Practice/Anthropic/Design an LLM request batching API

Design an LLM request batching API

System DesignMust

Problem Statement

Design an HTTP API that exposes a batch processing function for large language model inference. Individual users make single synchronous requests, but internally the system must batch these requests together for efficient GPU processing.

You are provided with a fixed backend function that you cannot modify:

` def batchstring(inputs: list[str]) -> list[str]: """ Processes a batch of string inputs and returns string outputs.

Constraints:
- Input size: 1-100 strings per batch
- Output size: 1-100 strings (one per input)
- Latency: ~100ms per batch (fixed, regardless of batch size within limits)
- Concurrency: Each GPU instance can only process ONE batch at a time
"""
pass

The core challenge is: how do you design a service that accepts individual synchronous HTTP requests from users, aggregates them into batches internally, routes batches to available GPU workers, maps responses back to the original requesters, and maintains low latency while maximizing throughput?
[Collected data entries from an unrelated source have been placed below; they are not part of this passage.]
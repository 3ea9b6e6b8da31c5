use anyhow::Result;
use calsync_core::{EventSyncController, RemoteEventStore};

use crate::render::Render;

pub async fn run<S: RemoteEventStore>(controller: &mut EventSyncController<S>, id: &str) -> Result<()> {
    super::load(controller, None).await?;

    let response = controller.on_user_request_delete(id).await;

    if let Some(notification) = &response.notification {
        println!("{}", notification.render());
    }
    if response.is_error() {
        anyhow::bail!("Event was not deleted");
    }

    Ok(())
}
use anyhow::Result;
use calsync_core::{Draft, EventSyncController, RemoteEventStore};

use crate::render::Render;

pub fn draft(
    title: String,
    start: String,
    end: String,
    all_day: bool,
    description: Option<String>,
    scope: Option<String>,
) -> Draft {
    Draft {
        all_day,
        description,
        scope_id: scope,
        ..Draft::new(title, start, end)
    }
}

pub async fn run<S: RemoteEventStore>(
    controller: &mut EventSyncController<S>,
    draft: Draft,
) -> Result<()> {
    let response = controller.on_user_submit_draft(draft).await;

    if let Some(notification) = &response.notification {
        println!("{}", notification.render());
    }
    if response.is_error() {
        anyhow::bail!("Event was not created");
    }

    Ok(())
}

#[cfg(test)]
mod tests {
    use super::*;
    use calsync_core::remote::MemoryStore;
    use calsync_core::{Relation, ScopeKind};

    #[tokio::test]
    async fn scoped_draft_is_attached_to_person() {
        let store = MemoryStore::new();
        store.add_scope("003P", ScopeKind::Person).await;
        let mut controller = EventSyncController::new(store, chrono_tz::UTC, None);

        let draft = draft(
            "Call".into(),
            "2024-03-01T10:00".into(),
            "2024-03-01T10:30".into(),
            false,
            Some("Quarterly review".into()),
            Some("003P".into()),
        );
        run(&mut controller, draft).await.unwrap();

        let events = controller.events();
        assert_eq!(events.len(), 1);
        assert_eq!(events[0].related_to, Some(Relation::Who("003P".into())));
        assert_eq!(events[0].description.as_deref(), Some("Quarterly review"));
    }

    #[tokio::test]
    async fn invalid_draft_is_an_error() {
        let mut controller = EventSyncController::new(MemoryStore::new(), chrono_tz::UTC, None);
        let draft = draft(
            "  ".into(),
            "2024-03-01T10:00".into(),
            "2024-03-01T10:30".into(),
            false,
            None,
            None,
        );

        assert!(run(&mut controller, draft).await.is_err());
        assert_eq!(controller.store().calls().await.total(), 0);
    }
}
use anyhow::Result;
use calsync_core::config::SyncConfig;
use owo_colors::OwoColorize;

pub fn run() -> Result<()> {
    let config_path = SyncConfig::config_path()?;
    let config = SyncConfig::load()?;
    let provider = config.provider();

    println!("{}", "Paths".bold());
    println!("  Config:     {}", config_path.display());
    println!();
    println!("{}", "Settings".bold());
    println!("  Provider:   {}", provider.binary_name());
    println!("  Time zone:  {}", config.timezone);
    println!("  Timeout:    {}s", config.provider_timeout_secs);
    println!("  Scope:      {}", config.scope_id.as_deref().unwrap_or("(none)"));
    println!("  Port:       {}", config.server_port);

    Ok(())
}

pub fn init() -> Result<()> {
    let config_path = SyncConfig::config_path()?;

    if config_path.exists() {
        anyhow::bail!("Config already exists: {}", config_path.display());
    }

    SyncConfig::create_default_config(&config_path)?;
    println!("{}", format!("Created {}", config_path.display()).green());

    Ok(())
}
use anyhow::Result;
use calsync_core::RemoteEventStore;
use calsync_core::remote::protocol::DeleteEvent;
use tracing::info;

use super::open_store;

pub async fn handle(cmd: DeleteEvent) -> Result<()> {
    let local = open_store(&cmd.remote_config)?;
    local.events.delete(&cmd.event_id).await?;
    local.save().await?;
    info!(id = %cmd.event_id, "deleted event");
    Ok(())
}
//! JSON file holding the local provider's events.
//!
//! Every request opens the file under an exclusive lock, works on an
//! in-memory copy and writes it back before the lock is released, so
//! concurrent provider processes never interleave.

use std::fs::{self, File, OpenOptions};
use std::path::{Path, PathBuf};

use anyhow::{Context, Result};
use calsync_core::remote::{MemorySnapshot, MemoryStore};
use fs2::FileExt;
use tracing::debug;

pub struct LocalStore {
    path: PathBuf,
    _lock: File,
    pub events: MemoryStore,
}

impl LocalStore {
    pub fn open(path: &Path) -> Result<Self> {
        if let Some(parent) = path.parent() {
            fs::create_dir_all(parent)
                .with_context(|| format!("Failed to create {}", parent.display()))?;
        }

        let lock_path = path.with_extension("lock");
        let lock = OpenOptions::new()
            .create(true)
            .truncate(false)
            .write(true)
            .open(&lock_path)
            .with_context(|| format!("Failed to open {}", lock_path.display()))?;
        lock.lock_exclusive()
            .with_context(|| format!("Failed to lock {}", lock_path.display()))?;

        let snapshot = if path.exists() {
            let content = fs::read_to_string(path)
                .with_context(|| format!("Failed to read {}", path.display()))?;
            serde_json::from_str::<MemorySnapshot>(&content)
                .with_context(|| format!("Failed to parse {}", path.display()))?
        } else {
            MemorySnapshot::default()
        };
        debug!(path = %path.display(), records = snapshot.records.len(), "store opened");

        Ok(LocalStore {
            path: path.to_path_buf(),
            _lock: lock,
            events: MemoryStore::from_snapshot(snapshot),
        })
    }

    /// Write the current contents back, replacing the file atomically.
    pub async fn save(&self) -> Result<()> {
        let snapshot = self.events.snapshot().await;
        let content = serde_json::to_string_pretty(&snapshot)?;

        let tmp_path = self.path.with_extension("json.tmp");
        fs::write(&tmp_path, content)
            .with_context(|| format!("Failed to write {}", tmp_path.display()))?;
        fs::rename(&tmp_path, &self.path)
            .with_context(|| format!("Failed to replace {}", self.path.display()))?;

        Ok(())
    }
}
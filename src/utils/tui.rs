use std::time::Duration;

use indicatif::{ProgressBar, ProgressDrawTarget, ProgressStyle};

/// Spinner on stderr, hidden when stderr is not a terminal.
pub fn create_spinner(message: String) -> ProgressBar {
    let spinner = ProgressBar::with_draw_target(None, ProgressDrawTarget::stderr());
    if let Ok(style) = ProgressStyle::default_spinner()
        .tick_strings(&["-", "\\", "|", "/"])
        .template("{msg} {spinner}")
    {
        spinner.set_style(style);
    }
    spinner.set_message(message);
    spinner.enable_steady_tick(Duration::from_millis(80));
    spinner
}
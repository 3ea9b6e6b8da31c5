//! Core of calsync: keeps a calendar view's events in step with a remote
//! event store.
//!
//! - `controller` owns the local event list and talks to the store
//! - `intent` holds the hooks a view calls and the deltas it gets back
//! - `remote` defines the store trait, the provider protocol and its
//!   implementations

pub mod config;
pub mod controller;
pub mod draft;
pub mod error;
pub mod event;
pub mod intent;
pub mod record;
pub mod remote;
pub mod time;

pub use controller::{
    CreateOutcome, DeleteOutcome, EventSyncController, LoadOutcome, TrackedEvent, UpdateOutcome,
};
pub use draft::{Draft, DraftForm};
pub use error::{CalSyncError, CalSyncResult, RemoteCallFailure, ValidationError};
pub use event::{CalendarEvent, EventState, Relation, ScopeKind};
pub use intent::{IntentResponse, Notification, NotificationLevel, ViewDelta};
pub use record::EventRecord;
pub use remote::RemoteEventStore;
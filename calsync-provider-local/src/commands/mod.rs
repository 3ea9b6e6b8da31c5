pub mod create_event;
pub mod delete_event;
pub mod list_events;
pub mod resolve_scope_kind;
pub mod update_event;

use anyhow::Result;

use crate::remote_config::LocalRemoteConfig;
use crate::store::LocalStore;

/// Open the store file named by a request's remote config.
pub fn open_store(remote_config: &serde_json::Map<String, serde_json::Value>) -> Result<LocalStore> {
    let config = LocalRemoteConfig::try_from(remote_config)?;
    LocalStore::open(&config.store_path()?)
}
Related question: Inference API System Design. That question gives you an existing API and focuses on operational infrastructure — priority queues, rate limiting, and auto-scaling. This question gives you only a bare function and focuses on the core mechanics — how to collect individual HTTP requests into batches and route GPU responses back to the correct waiting connections.

Disclaimer: This is a sample solution to help you get started. To better prepare for the interview, you should think through the question yourself and try to come up with your own solution. System design questions are open-ended and have multiple valid approaches.

Key Requirements

Functional

Submit inference requests -- Users send a single string input via HTTP and receive a processed string output in the same connection
Synchronous response -- Users receive responses in the same HTTP connection (no polling or callbacks)
High concurrency -- System handles thousands of simultaneous users without degradation

The complexity lies in the internal batching mechanism, not user-facing features. Keep functional requirements minimal.

Non-Functional

Latency -- P95 under 200ms end-to-end; the 100ms fixed GPU processing time is irreducible, so all other latency (batching, routing, network) must fit within the remaining ~100ms budget
Throughput -- 1,000 RPS for initial deployment
Availability -- 99.9% uptime with graceful degradation under load
GPU utilization -- Target 70-80% to balance efficiency with headroom for spikes

Capacity Estimation:

` Given:

Target: 1,000 RPS
GPU processing: 100ms per batch (10 batches/sec/GPU)
Target batch size: 32 requests

Throughput per GPU = 10 batches/sec x 32 requests/batch = 320 RPS

Raw GPUs needed = 1,000 / 320 = 3.125 -> 4 GPUs With 70% utilization headroom = 4 / 0.7 ~ 6 GPUs

Latency breakdown: Average batching delay: ~16ms (half of 32ms to fill batch at 1000 RPS) Network overhead: ~10ms GPU processing: 100ms Total average: ~126ms (under 200ms target)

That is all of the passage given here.